Il termine razza, ci spiegano nel libro, deriva  da una parola francese ”haraz” e si riferiva ai discendenti di uno stesso stallone e, quindi, si usava in ambito equino  poi è passato a indicare un gruppo di altri animali, di piante, di persone che si assomigliavano tra loro.

Nell’uomo, spiega la scienza, i gruppi non possono distinguersi a livello biologico, anche se dal  700 in poi sono stati proposti dagli uomini di scienza  tantissimi cataloghi alla umanità.

Eppure non ci  sono state due catalogazioni che indicassero lo stesso  numero di razze e le stesse definizioni.

Difatti, la stessa persona, se classificata dal punto di vista della pelle, oggi, finisce in una razza, se si applica il test del dna finisce in un’altra  e guardando al gruppo sanguigno viene catalogato   in una  ulteriore terza razza.

Gli scienziati che hanno firmato il “manifesto della razza italiana”, che aprì la strada alla promulgazione delle leggi razziali fasciste, non sapevano quello che dicevano e per capire che erano dei pessimi scienziati (scrivono i due saggisti) basta leggere quel manifesto: in esso dopo avere scritto che le razze esistono, quando hanno definito la razza italiana hanno dato quattro definizioni diverse in quattro righe diverse.

Secondo loro eravamo ariani, quindi appartenenti ad un gruppo, poi mediterranei e nell’ultima riga europei: un pasticcio indecente.

Erano scienziati che hanno scritto e firmato quel documento solo per compiacere Benito Mussolini.

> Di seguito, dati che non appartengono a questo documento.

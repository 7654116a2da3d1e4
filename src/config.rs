//! Sandbox settings
//!
//! Layered with figment, later layers winning:
//! `config/default.toml`, then `config/user.toml` for local overrides,
//! then `SBX_SECTION__KEY` environment variables.
//! Every field has a built-in default, so all three layers are optional.

use figment::providers::{Env, Format, Toml};
use figment::Figment;
use serde::{Deserialize, Serialize};
use std::path::Path;

use sandbox_core::{BlackHole, Color, PhysicsConfig as WorldPhysicsConfig};
use sandbox_math::Vec3;

use crate::i18n::Language;

#[derive(Debug, Clone, Default, Serialize, Deserialize)]
#[serde(default)]
pub struct AppConfig {
    pub window: WindowConfig,
    pub camera: CameraConfig,
    pub input: InputConfig,
    pub physics: PhysicsConfig,
    /// Object limit, spawn defaults and the scene file
    pub sandbox: SandboxConfig,
    pub black_hole: BlackHoleConfig,
    pub rendering: RenderingConfig,
    pub debug: DebugConfig,
}

impl AppConfig {
    /// Load from `config/` relative to the working directory
    pub fn load() -> Result<Self, ConfigError> {
        Self::load_from("config")
    }

    pub fn load_from<P: AsRef<Path>>(config_dir: P) -> Result<Self, ConfigError> {
        let dir = config_dir.as_ref();
        let figment = ["default.toml", "user.toml"]
            .into_iter()
            .map(|name| dir.join(name))
            .filter(|path| path.exists())
            .fold(Figment::new(), |figment, path| figment.merge(Toml::file(path)))
            // SBX_WINDOW__TITLE=Test -> window.title = "Test"
            .merge(Env::prefixed("SBX_").split("__"));

        Ok(figment.extract()?)
    }
}

#[derive(Debug, Clone, Serialize, Deserialize)]
#[serde(default)]
pub struct WindowConfig {
    pub title: String,
    /// Logical size
    pub width: u32,
    pub height: u32,
    /// Borderless fullscreen at startup
    pub fullscreen: bool,
    /// Wait for vertical blank when presenting
    pub vsync: bool,
}

impl Default for WindowConfig {
    fn default() -> Self {
        Self {
            title: "Primitive Physics Sandbox".to_string(),
            width: 1280,
            height: 720,
            fullscreen: false,
            vsync: true,
        }
    }
}

/// Where the fly camera starts and how it projects
#[derive(Debug, Clone, Serialize, Deserialize)]
#[serde(default)]
pub struct CameraConfig {
    /// Starting position [x, y, z]
    pub start_position: [f32; 3],
    /// Starting yaw in radians
    pub start_yaw: f32,
    /// Starting pitch in radians
    pub start_pitch: f32,
    /// Vertical field of view in degrees
    pub fov: f32,
    /// Clip planes
    pub near: f32,
    pub far: f32,
}

impl Default for CameraConfig {
    fn default() -> Self {
        Self {
            start_position: [100.0, 100.0, 100.0],
            start_yaw: 0.0,
            start_pitch: 0.0,
            fov: 75.0,
            near: 0.1,
            far: 50000.0,
        }
    }
}

/// Fly camera controls
#[derive(Debug, Clone, Serialize, Deserialize)]
#[serde(default)]
pub struct InputConfig {
    /// WASD speed in units per second
    pub move_speed: f32,
    /// Radians of yaw/pitch per pixel of right-drag
    pub mouse_sensitivity: f32,
    /// Half-life of the smoothing filter in seconds
    pub smoothing_half_life: f32,
    /// Smoothing at startup; G toggles it
    pub smoothing_enabled: bool,
}

impl Default for InputConfig {
    fn default() -> Self {
        Self {
            move_speed: sandbox_input::DEFAULT_MOVE_SPEED,
            mouse_sensitivity: sandbox_input::DEFAULT_LOOK_SENSITIVITY,
            smoothing_half_life: 0.05,
            smoothing_enabled: false,
        }
    }
}

/// Simulation clock and gravity
#[derive(Debug, Clone, Serialize, Deserialize)]
#[serde(default)]
pub struct PhysicsConfig {
    /// Gravity acceleration [x, y, z]
    pub gravity: [f32; 3],
    /// Fixed simulation step in seconds
    pub fixed_timestep: f32,
    /// Most fixed steps run in a single frame
    pub max_substeps: u32,
    /// Frame times above this are clamped (seconds)
    pub max_frame_dt: f32,
}

impl Default for PhysicsConfig {
    fn default() -> Self {
        Self {
            gravity: [0.0, -40.0, 0.0],
            fixed_timestep: 1.0 / 60.0,
            max_substeps: 5,
            max_frame_dt: 0.1,
        }
    }
}

impl PhysicsConfig {
    pub fn to_world_config(&self) -> WorldPhysicsConfig {
        WorldPhysicsConfig::new(Vec3::from_array(self.gravity))
    }
}

/// Sandbox rules and defaults
#[derive(Debug, Clone, Serialize, Deserialize)]
#[serde(default)]
pub struct SandboxConfig {
    /// Spawns are refused past this many objects (0 = unlimited)
    pub max_objects: usize,
    /// Initial color of the spawn color picker
    pub default_color: Color,
    /// Scene file used by the save/load buttons
    pub scene_path: String,
    /// Interface language at startup
    pub language: Language,
}

impl Default for SandboxConfig {
    fn default() -> Self {
        Self {
            max_objects: 200,
            default_color: Color::DEFAULT_SPAWN,
            scene_path: "scene.json".to_string(),
            language: Language::Russian,
        }
    }
}

/// Black hole configuration
#[derive(Debug, Clone, Serialize, Deserialize)]
#[serde(default)]
pub struct BlackHoleConfig {
    pub enabled: bool,
    /// Center [x, y, z]
    pub position: [f32; 3],
    /// Force at unit distance, falling off as 1/distance
    pub strength: f32,
    /// Objects closer than this are consumed
    pub capture_radius: f32,
}

impl Default for BlackHoleConfig {
    fn default() -> Self {
        Self {
            enabled: true,
            position: [0.0, 80.0, -300.0],
            strength: 20000.0,
            capture_radius: 10.0,
        }
    }
}

impl BlackHoleConfig {
    pub fn to_black_hole(&self) -> BlackHole {
        BlackHole {
            enabled: self.enabled,
            position: Vec3::from_array(self.position),
            strength: self.strength,
            capture_radius: self.capture_radius,
        }
    }
}

/// Lighting, background and ground grid
#[derive(Debug, Clone, Serialize, Deserialize)]
#[serde(default)]
pub struct RenderingConfig {
    /// Clear color
    pub background_color: Color,
    /// Ambient light intensity
    pub ambient_intensity: f32,
    /// Directional (sun) light intensity
    pub sun_intensity: f32,
    /// The sun shines from this point towards the origin
    pub sun_position: [f32; 3],
    /// Ground grid edge length
    pub grid_size: f32,
    /// Ground grid cells per side
    pub grid_divisions: u32,
    /// Color of the two lines through the origin
    pub grid_center_color: Color,
    /// Color of the other grid lines
    pub grid_color: Color,
}

impl Default for RenderingConfig {
    fn default() -> Self {
        Self {
            background_color: Color::rgb(0x05, 0x05, 0x05),
            ambient_intensity: 1.2,
            sun_intensity: 1.0,
            sun_position: [100.0, 200.0, 100.0],
            grid_size: 2000.0,
            grid_divisions: 50,
            grid_center_color: Color::rgb(0x44, 0x44, 0x44),
            grid_color: Color::rgb(0x22, 0x22, 0x22),
        }
    }
}

#[derive(Debug, Clone, Serialize, Deserialize)]
#[serde(default)]
pub struct DebugConfig {
    /// Show the camera coordinates HUD
    pub show_hud: bool,
    /// Default env_logger filter; RUST_LOG overrides it
    pub log_level: String,
}

impl Default for DebugConfig {
    fn default() -> Self {
        Self {
            show_hud: true,
            log_level: "info".to_string(),
        }
    }
}

/// Malformed config file or environment value
#[derive(Debug)]
pub struct ConfigError {
    message: String,
}

impl From<figment::Error> for ConfigError {
    fn from(e: figment::Error) -> Self {
        ConfigError {
            message: e.to_string(),
        }
    }
}

impl std::fmt::Display for ConfigError {
    fn fmt(&self, f: &mut std::fmt::Formatter<'_>) -> std::fmt::Result {
        write!(f, "Configuration error: {}", self.message)
    }
}

impl std::error::Error for ConfigError {}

Sappiamo amaramente a cosa è servita  in Italia l’affermazione della razza,  la convergenza con la Germania nazista e con la soluzione finale ed il genocidio degli ebrei in tutta Europa.

Oggi  sentiamo riparlare di “ razza italiana” come ha fatto l’esponente del PD Patrizia Prestitipino questa estate scorsa o di “razza bianca”.

Un concetto quest’ultimo espresso da Attilio Fontana, candidato del centrodestra alla regione Lombardia, solo alcune settimane fa.

Oggi la scienza ci aiuta nel sapere  che gli europei, sino a sette mila anni fa non avevano la pelle bianca, ma scura e occhi azzurri e che la pelle chiara è arrivata coi migranti dalla Russia e dal medio oriente, con la “contaminazione” delle genti.

Oggi la questione razziale è al centro delle strumentalizzazioni politiche  che sfruttano le paure sempre esistenti nei confronti di chi viene da un’altra parte del mondo, se non, addirittura dal sud d’Italia,  del diverso, anche se uguale,  generando e promuovendo lo stato d’animo di chi oltre la paura ha bisogno   di un “nemico da odiare”.

Che, poi, ci siano tanti problemi connessi all’accoglienza, ai fenomeni diffusi di schiavismo e di sfruttamento,  di criminalità importata che si sposa facilmente con quella delle mafie locali, come ci raccontano le cronache quotidiane, è un altro fatto che attiene alle politiche nazionali ed europee, per restare nel vecchio continente.